(Data items)
####################
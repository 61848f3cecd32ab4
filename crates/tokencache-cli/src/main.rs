//! tokencache - command line front end for the credential cache.
//!
//! Loads configuration, opens the configured storage backend and runs one
//! command against the credential manager.

mod cli;
mod commands;
mod format;

use std::io;
use std::path::Path;

use anyhow::{Context, Result};
use clap::Parser;
use tokencache_core::storage::{self, MemoryStore, Storage};
use tokencache_core::{Config, CredentialManager};
use tracing::{debug, info, warn};
use tracing_appender::non_blocking::WorkerGuard;
use tracing_subscriber::{fmt, prelude::*, EnvFilter};

use cli::Args;

/// Initialize the tracing subscriber for logging.
/// The returned guard must be held until exit so file logs are flushed.
fn init_tracing(log_file: Option<&Path>) -> Result<Option<WorkerGuard>> {
    // Use RUST_LOG env var to control log level (e.g., RUST_LOG=debug)
    let filter = EnvFilter::try_from_default_env().unwrap_or_else(|_| EnvFilter::new("warn"));

    let (file_layer, guard) = match log_file {
        Some(path) => {
            let dir = path
                .parent()
                .filter(|p| !p.as_os_str().is_empty())
                .unwrap_or_else(|| Path::new("."));
            let name = path
                .file_name()
                .ok_or_else(|| anyhow::anyhow!("Invalid log file: {}", path.display()))?;
            std::fs::create_dir_all(dir)
                .with_context(|| format!("Failed to create log directory: {}", dir.display()))?;

            let appender = tracing_appender::rolling::never(dir, name);
            let (writer, guard) = tracing_appender::non_blocking(appender);
            let layer = fmt::layer().with_ansi(false).with_writer(writer);
            (Some(layer), Some(guard))
        }
        None => (None, None),
    };

    tracing_subscriber::registry()
        .with(fmt::layer().with_writer(io::stderr))
        .with(file_layer)
        .with(filter)
        .init();

    Ok(guard)
}

#[tokio::main]
async fn main() -> Result<()> {
    // Load .env file if present (silently ignore if not found)
    let _ = dotenvy::dotenv();

    let args = Args::parse();
    let _guard = init_tracing(args.log_file.as_deref())?;
    debug!("tokencache starting");

    let mut config = match Config::load() {
        Ok(c) => c,
        Err(e) => {
            warn!(error = %e, "Failed to load config, using defaults");
            Config::default()
        }
    };
    if let Some(kind) = args.storage {
        config.storage = kind;
    }
    debug!(storage = config.storage.as_str(), "Config loaded");

    let backend: Box<dyn Storage> = match storage::open(&config) {
        Ok(backend) => backend,
        Err(e) => {
            warn!(error = %e, "Failed to open credential storage, keeping credentials in memory");
            eprintln!("Warning: credentials will not be persisted: {:#}", e);
            Box::new(MemoryStore::new())
        }
    };
    let mut auth = CredentialManager::with_prefix(backend, config.key_prefix());
    let mut failures = auth.subscribe_failures();

    let result = commands::run(args.command, &mut auth).await;

    while let Ok(failure) = failures.try_recv() {
        eprintln!(
            "Warning: could not persist {}: {}",
            failure.key, failure.error
        );
    }

    info!("tokencache done");
    result
}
####################
● **EXERCISE**
In the records above, locate each line with the word "error". Copy all such lines.

● **FINISHED TASK**
            warn!(error = %e, "Failed to load config, using defaults");
            warn!(error = %e, "Failed to open credential storage, keeping credentials in memory");
            failure.key, failure.error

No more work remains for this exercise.